DFW apartment rents were 1.6% lower year-over-year in December at an average of $1,517.

“This was DFW’s largest year-over-year rent cut since the second quarter of 2010, coming out of the Great Financial Crisis,” Parsons said. “It looks like 2024 could be the ‘year of the renter’ in North Texas and elsewhere across the country. Renters are still benefiting from job growth and wage growth — even if moderating — so there’s still strong demand. “

With DFW continuing to be one of the country’s fastest growing employment and population markets, demand for rental units is expected to remain high this year.

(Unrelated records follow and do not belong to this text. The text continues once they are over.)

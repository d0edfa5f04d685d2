//! User approval route handlers (owner only).

use axum::{
    Json,
    extract::{Path, State},
};
use serde::Serialize;

use postkasir_core::{ApprovalStatus, Role, StoreId, UserId};

use crate::db::UserRepository;
use crate::error::{AppError, Result};
use crate::middleware::RequireAuth;
use crate::models::User;
use crate::services::AuthService;
use crate::state::AppState;

/// User as rendered in approval listings.
#[derive(Debug, Serialize)]
pub struct UserSummary {
    pub id: UserId,
    pub email: String,
    pub name: String,
    pub role: Role,
    pub store_id: Option<StoreId>,
    pub approval_status: ApprovalStatus,
}

impl From<User> for UserSummary {
    fn from(user: User) -> Self {
        Self {
            id: user.id,
            email: user.email.into_inner(),
            name: user.name,
            role: user.role,
            store_id: user.store_id,
            approval_status: user.approval_status,
        }
    }
}

/// List pending users visible to the calling owner.
pub async fn list_pending(
    State(state): State<AppState>,
    RequireAuth(ctx): RequireAuth,
) -> Result<Json<Vec<UserSummary>>> {
    require_owner(&ctx)?;

    let users = UserRepository::new(state.pool())
        .list_pending(ctx.store_id)
        .await?;

    Ok(Json(users.into_iter().map(UserSummary::from).collect()))
}

/// Approve a pending user into the caller's store.
pub async fn approve(
    State(state): State<AppState>,
    RequireAuth(ctx): RequireAuth,
    Path(id): Path<i32>,
) -> Result<Json<UserSummary>> {
    let auth = AuthService::new(state.pool(), state.config().session_ttl);
    let user = auth.approve_user(&ctx, UserId::new(id)).await?;

    tracing::info!(user_id = %user.id, store_id = %ctx.store_id, "user approved");

    Ok(Json(UserSummary::from(user)))
}

/// Reject a pending user.
pub async fn reject(
    State(state): State<AppState>,
    RequireAuth(ctx): RequireAuth,
    Path(id): Path<i32>,
) -> Result<Json<UserSummary>> {
    let auth = AuthService::new(state.pool(), state.config().session_ttl);
    let user = auth.reject_user(&ctx, UserId::new(id)).await?;

    tracing::info!(user_id = %user.id, "user rejected");

    Ok(Json(UserSummary::from(user)))
}

fn require_owner(ctx: &crate::models::AuthContext) -> Result<()> {
    if ctx.is_owner() {
        Ok(())
    } else {
        Err(AppError::Forbidden(
            "only the store owner can manage approvals".to_string(),
        ))
    }
}
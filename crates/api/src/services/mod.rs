//! Business logic services.

pub mod auth;
pub mod guard;
pub mod provisioning;

pub use auth::{AuthError, AuthService};
pub use guard::{AuthorizationGuard, GuardError};
pub use provisioning::{ProvisioningReport, ProvisioningWorkflow, StoreDefaults};
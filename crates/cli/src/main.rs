//! PostKasir CLI - database migrations and store administration.
//!
//! # Usage
//!
//! ```bash
//! # Run database migrations
//! pk-cli migrate
//!
//! # Read-only report: stores and users (emails masked)
//! pk-cli status
//!
//! # Full store setup: create/resolve the store, assign all users to it,
//! # invalidate every session
//! pk-cli setup --store-name "Toko Maju" --currency IDR --timezone Asia/Jakarta
//! ```
//!
//! All commands connect with direct database credentials
//! (`POSTKASIR_DATABASE_URL` or `DATABASE_URL`) and exit the process on
//! completion. `setup` must not run concurrently with itself or with user
//! registration; run it in a maintenance window.

#![cfg_attr(not(test), forbid(unsafe_code))]

use clap::{Parser, Subcommand};

mod commands;

#[derive(Parser)]
#[command(name = "pk-cli")]
#[command(author, version, about = "PostKasir CLI tools")]
struct Cli {
    #[command(subcommand)]
    command: Commands,
}

#[derive(Subcommand)]
enum Commands {
    /// Run database migrations
    Migrate,
    /// Show a read-only database status report
    Status,
    /// Provision the store: assign every user, clear all sessions
    Setup {
        /// Store name used if the store has to be created
        #[arg(long, default_value = "PostKasir Store")]
        store_name: String,

        /// Store currency code used if the store has to be created
        #[arg(long, default_value = "IDR")]
        currency: String,

        /// Store timezone used if the store has to be created
        #[arg(long, default_value = "Asia/Jakarta")]
        timezone: String,
    },
}

#[tokio::main]
async fn main() {
    // Initialize tracing
    tracing_subscriber::fmt::init();

    let cli = Cli::parse();

    let result: Result<(), Box<dyn std::error::Error>> = run(cli).await;

    if let Err(e) = result {
        tracing::error!("Command failed: {e}");
        std::process::exit(1);
    }
}

async fn run(cli: Cli) -> Result<(), Box<dyn std::error::Error>> {
    match cli.command {
        Commands::Migrate => commands::migrate::run().await?,
        Commands::Status => commands::status::run().await?,
        Commands::Setup {
            store_name,
            currency,
            timezone,
        } => commands::setup::run(&store_name, &currency, &timezone).await?,
    }
    Ok(())
}
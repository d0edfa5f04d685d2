//! Authentication middleware and extractors.
//!
//! Provides extractors for requiring session authentication in route
//! handlers. [`RequireAuth`] runs the full authorization guard and yields an
//! [`AuthContext`]; [`RequireSession`] only proves the session maps to a
//! live user, for the holding surfaces where pending/unprovisioned users
//! are allowed.

use axum::{
    Json,
    extract::FromRequestParts,
    http::{HeaderMap, StatusCode, header, request::Parts},
    response::{IntoResponse, Redirect, Response},
};
use serde_json::json;

use postkasir_core::SessionToken;

use crate::models::{AuthContext, CurrentUser};
use crate::services::guard::{AuthorizationGuard, GuardError};
use crate::state::AppState;

/// Session cookie name.
pub const SESSION_COOKIE_NAME: &str = "pk_session";

/// Extractor that requires a fully authorized (approved, provisioned) user.
///
/// Guard failures short-circuit before any handler logic runs: browser
/// requests get a redirect to the matching holding page, `/api/` requests
/// get a JSON error with the appropriate status code.
///
/// # Example
///
/// ```rust,ignore
/// async fn protected_handler(
///     RequireAuth(ctx): RequireAuth,
/// ) -> impl IntoResponse {
///     format!("store {} as {}", ctx.store_id, ctx.role)
/// }
/// ```
pub struct RequireAuth(pub AuthContext);

/// Error returned when authorization fails.
pub enum AuthRejection {
    /// Redirect to a holding page (for browser requests).
    Redirect(&'static str),
    /// JSON error (for API requests).
    Api {
        /// HTTP status code.
        status: StatusCode,
        /// Client-facing error message.
        message: &'static str,
    },
    /// Guard hit a database error.
    Internal,
}

impl IntoResponse for AuthRejection {
    fn into_response(self) -> Response {
        match self {
            Self::Redirect(target) => Redirect::to(target).into_response(),
            Self::Api { status, message } => {
                (status, Json(json!({ "error": message }))).into_response()
            }
            Self::Internal => (
                StatusCode::INTERNAL_SERVER_ERROR,
                Json(json!({ "error": "Internal server error" })),
            )
                .into_response(),
        }
    }
}

/// Map a guard failure to the right rejection for this request.
fn reject(err: &GuardError, is_api: bool) -> AuthRejection {
    match err {
        GuardError::Unauthenticated => {
            if is_api {
                AuthRejection::Api {
                    status: StatusCode::UNAUTHORIZED,
                    message: "Authentication required",
                }
            } else {
                AuthRejection::Redirect("/login")
            }
        }
        GuardError::Unprovisioned => {
            if is_api {
                AuthRejection::Api {
                    status: StatusCode::FORBIDDEN,
                    message: "No store assigned",
                }
            } else {
                AuthRejection::Redirect("/complete-profile")
            }
        }
        GuardError::PendingApproval => {
            if is_api {
                AuthRejection::Api {
                    status: StatusCode::FORBIDDEN,
                    message: "Account pending approval",
                }
            } else {
                AuthRejection::Redirect("/pending-approval")
            }
        }
        GuardError::Repository(e) => {
            sentry::capture_error(e);
            tracing::error!(error = %e, "guard resolution failed");
            AuthRejection::Internal
        }
    }
}

impl FromRequestParts<AppState> for RequireAuth {
    type Rejection = AuthRejection;

    async fn from_request_parts(
        parts: &mut Parts,
        state: &AppState,
    ) -> Result<Self, Self::Rejection> {
        let is_api = is_api_request(parts);

        let token = extract_token(&parts.headers)
            .ok_or_else(|| reject(&GuardError::Unauthenticated, is_api))?;

        let guard = AuthorizationGuard::new(state.pool());
        let ctx = guard
            .resolve(&token)
            .await
            .map_err(|e| reject(&e, is_api))?;

        Ok(Self(ctx))
    }
}

/// Extractor that requires a valid session but skips the provisioning and
/// approval checks.
///
/// Only the holding surfaces (`/auth/me`, logout, profile completion) use
/// this; everything store-scoped takes [`RequireAuth`].
pub struct RequireSession {
    /// The session's user, possibly pending or unprovisioned.
    pub user: CurrentUser,
    /// The presented token (logout needs it).
    pub token: SessionToken,
}

impl FromRequestParts<AppState> for RequireSession {
    type Rejection = AuthRejection;

    async fn from_request_parts(
        parts: &mut Parts,
        state: &AppState,
    ) -> Result<Self, Self::Rejection> {
        let is_api = is_api_request(parts);

        let token = extract_token(&parts.headers)
            .ok_or_else(|| reject(&GuardError::Unauthenticated, is_api))?;

        let guard = AuthorizationGuard::new(state.pool());
        let user = guard
            .resolve_session_user(&token)
            .await
            .map_err(|e| reject(&e, is_api))?;

        Ok(Self { user, token })
    }
}

/// Whether this request should get JSON errors instead of redirects.
fn is_api_request(parts: &Parts) -> bool {
    parts.uri.path().starts_with("/api/")
}

/// Pull the session token from `Authorization: Bearer` or the session
/// cookie. Malformed tokens are treated as absent.
fn extract_token(headers: &HeaderMap) -> Option<SessionToken> {
    if let Some(value) = headers.get(header::AUTHORIZATION)
        && let Ok(value) = value.to_str()
        && let Some(raw) = value.strip_prefix("Bearer ")
        && let Ok(token) = SessionToken::parse(raw.trim())
    {
        return Some(token);
    }

    let cookies = headers.get(header::COOKIE)?.to_str().ok()?;
    cookies.split(';').find_map(|pair| {
        let (name, value) = pair.trim().split_once('=')?;
        if name == SESSION_COOKIE_NAME {
            SessionToken::parse(value).ok()
        } else {
            None
        }
    })
}

#[cfg(test)]
#[allow(clippy::unwrap_used)]
mod tests {
    use super::*;
    use axum::http::{HeaderMap, HeaderValue};

    const TOKEN: &str = "AAAAAAAAAAAAAAAAAAAAAAAAAAAAAAAAAAAAAAAAAAA";

    #[test]
    fn test_extract_bearer_token() {
        let mut headers = HeaderMap::new();
        headers.insert(
            header::AUTHORIZATION,
            HeaderValue::from_str(&format!("Bearer {TOKEN}")).unwrap(),
        );
        assert_eq!(extract_token(&headers).unwrap().as_str(), TOKEN);
    }

    #[test]
    fn test_extract_cookie_token() {
        let mut headers = HeaderMap::new();
        headers.insert(
            header::COOKIE,
            HeaderValue::from_str(&format!("theme=dark; pk_session={TOKEN}")).unwrap(),
        );
        assert_eq!(extract_token(&headers).unwrap().as_str(), TOKEN);
    }

    #[test]
    fn test_bearer_takes_precedence_over_cookie() {
        let other = "B".repeat(43);
        let mut headers = HeaderMap::new();
        headers.insert(
            header::AUTHORIZATION,
            HeaderValue::from_str(&format!("Bearer {TOKEN}")).unwrap(),
        );
        headers.insert(
            header::COOKIE,
            HeaderValue::from_str(&format!("pk_session={other}")).unwrap(),
        );
        assert_eq!(extract_token(&headers).unwrap().as_str(), TOKEN);
    }

    #[test]
    fn test_missing_headers() {
        assert!(extract_token(&HeaderMap::new()).is_none());
    }

    #[test]
    fn test_malformed_token_is_absent() {
        let mut headers = HeaderMap::new();
        headers.insert(
            header::AUTHORIZATION,
            HeaderValue::from_static("Bearer not-a-valid-token"),
        );
        assert!(extract_token(&headers).is_none());
    }

    #[test]
    fn test_other_cookies_ignored() {
        let mut headers = HeaderMap::new();
        headers.insert(
            header::COOKIE,
            HeaderValue::from_str(&format!("not_session={TOKEN}")).unwrap(),
        );
        assert!(extract_token(&headers).is_none());
    }
}
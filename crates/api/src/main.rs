//! PostKasir API - point-of-sale backend service.
//!
//! # Architecture
//!
//! - Axum web framework, JSON request/response bodies
//! - `PostgreSQL` via sqlx for stores, users, sessions, and products
//! - Session-token authentication with a database-backed session store
//! - Store-scoped authorization: every protected request resolves to an
//!   `AuthContext` whose `store_id` scopes all data access
//!
//! Migrations are NOT run automatically on startup. Run them explicitly:
//! `cargo run -p postkasir-cli -- migrate`.

#![cfg_attr(not(test), forbid(unsafe_code))]

use axum::Router;
use tower_http::cors::CorsLayer;
use tower_http::trace::TraceLayer;

use postkasir_api::config::ApiConfig;
use postkasir_api::state::AppState;
use postkasir_api::{db, routes};
use sentry::integrations::tracing as sentry_tracing;
use tracing_subscriber::{layer::SubscriberExt, util::SubscriberInitExt};

/// Initialize Sentry error tracking and return guard that must be kept alive.
fn init_sentry(config: &ApiConfig) -> Option<sentry::ClientInitGuard> {
    let dsn = config.sentry_dsn.as_ref()?;

    let guard = sentry::init((
        dsn.as_str(),
        sentry::ClientOptions {
            release: sentry::release_name!(),
            environment: config
                .sentry_environment
                .clone()
                .map(std::borrow::Cow::Owned),
            attach_stacktrace: true,
            ..Default::default()
        },
    ));

    tracing::info!("Sentry initialized");
    Some(guard)
}

/// Filter tracing events to Sentry event types.
fn sentry_event_filter(metadata: &tracing::Metadata<'_>) -> sentry_tracing::EventFilter {
    match *metadata.level() {
        tracing::Level::ERROR | tracing::Level::WARN => sentry_tracing::EventFilter::Event,
        tracing::Level::INFO | tracing::Level::DEBUG => sentry_tracing::EventFilter::Breadcrumb,
        _ => sentry_tracing::EventFilter::Ignore,
    }
}

#[tokio::main]
async fn main() {
    // Load configuration from environment (needed for Sentry init)
    let config = ApiConfig::from_env().expect("Failed to load configuration");

    // Initialize Sentry (must be done before tracing subscriber)
    let _sentry_guard = init_sentry(&config);

    // Initialize tracing with EnvFilter and Sentry integration
    // Defaults to info level for our crate if RUST_LOG is not set
    let env_filter = tracing_subscriber::EnvFilter::try_from_default_env()
        .unwrap_or_else(|_| "postkasir_api=info,tower_http=debug".into());

    tracing_subscriber::registry()
        .with(env_filter)
        .with(tracing_subscriber::fmt::layer())
        .with(sentry_tracing::layer().event_filter(sentry_event_filter))
        .init();

    // Initialize database connection pool
    let pool = db::create_pool(&config.database_url)
        .await
        .expect("Failed to create database pool");
    tracing::info!("Database pool created");

    let state = AppState::new(config.clone(), pool);

    // Build router
    let app = Router::new()
        .merge(routes::routes())
        .layer(TraceLayer::new_for_http())
        .layer(CorsLayer::permissive())
        .with_state(state)
        // Sentry layers (outermost for full request coverage)
        .layer(sentry_tower::NewSentryLayer::new_from_top())
        .layer(sentry_tower::SentryHttpLayer::new().enable_transaction());

    // Start server
    let addr = config.socket_addr();
    tracing::info!("api listening on {}", addr);

    let listener = tokio::net::TcpListener::bind(addr)
        .await
        .expect("Failed to bind to address");

    axum::serve(listener, app)
        .with_graceful_shutdown(shutdown_signal())
        .await
        .expect("Server error");
}

/// Wait for shutdown signal (Ctrl+C or SIGTERM).
async fn shutdown_signal() {
    let ctrl_c = async {
        tokio::signal::ctrl_c()
            .await
            .expect("Failed to install Ctrl+C handler");
    };

    #[cfg(unix)]
    let terminate = async {
        tokio::signal::unix::signal(tokio::signal::unix::SignalKind::terminate())
            .expect("Failed to install signal handler")
            .recv()
            .await;
    };

    #[cfg(not(unix))]
    let terminate = std::future::pending::<()>();

    tokio::select! {
        () = ctrl_c => {},
        () = terminate => {},
    }

    tracing::info!("Shutdown signal received, starting graceful shutdown");
}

“Typically in a strong economy we’d see narrowing vacancy and growing rents,” Parsons said. “But because apartment supply is at 40-year highs, renters instead are benefiting from a surge in new options, which in turn is leading to moderately declining rents and, in some cases, generous concessions.

“We expect those conditions to persist through 2024 before supply drops off in 2025 and 2026.”

Most of the new apartments are on the way in the northern suburbs, with 10,376 units under construction in Allen and McKinney and 8,330 apartments being built in Frisco at the end of the year.

Almost 3,400 apartments were being built in downtown and Uptown Dallas at the end of 2023.

Parsons said at the end of the year there were “still 69,370 units underway, a decline from the peak of 76,800 at the start of 2023 — meaning we saw more completions than starts last year.”